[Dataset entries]

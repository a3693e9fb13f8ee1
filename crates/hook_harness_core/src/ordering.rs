//! Display ordering.
//!
//! A pure reorder over an already-fetched sequence, used to rearrange a
//! list for presentation only. The result is never persisted; any
//! authoritative refresh from the registry restores creation-time order.

use thiserror::Error;

#[cfg(test)]
#[path = "ordering_tests.rs"]
mod tests;

/// Errors from [`reorder`].
#[derive(Debug, Error, PartialEq, Eq)]
pub enum OrderingError {
    /// An index pointed outside the sequence.
    #[error("Index {index} is out of bounds for a sequence of length {len}")]
    OutOfBounds {
        /// The offending index
        index: usize,
        /// Length of the sequence
        len: usize,
    },
}

/// Moves the element at `from` to position `to`, shifting the elements in
/// between.
///
/// All other relative orderings and the total length are preserved, and
/// `reorder(seq, i, i)` returns the sequence unchanged.
///
/// # Errors
/// Returns [`OrderingError::OutOfBounds`] when either index is outside the
/// sequence.
///
/// # Examples
///
/// ```rust
/// use hook_harness_core::reorder;
///
/// let moved = reorder(vec!["a", "b", "c"], 0, 2).unwrap();
/// assert_eq!(moved, vec!["b", "c", "a"]);
/// ```
pub fn reorder<T>(mut sequence: Vec<T>, from: usize, to: usize) -> Result<Vec<T>, OrderingError> {
    let len = sequence.len();
    if from >= len {
        return Err(OrderingError::OutOfBounds { index: from, len });
    }
    if to >= len {
        return Err(OrderingError::OutOfBounds { index: to, len });
    }

    let element = sequence.remove(from);
    sequence.insert(to, element);
    Ok(sequence)
}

Problem. Copy each line in the entries above where "usize" turns up.

Output of the exercise.
        index: usize,
        len: usize,
pub fn reorder<T>(mut sequence: Vec<T>, from: usize, to: usize) -> Result<Vec<T>, OrderingError> {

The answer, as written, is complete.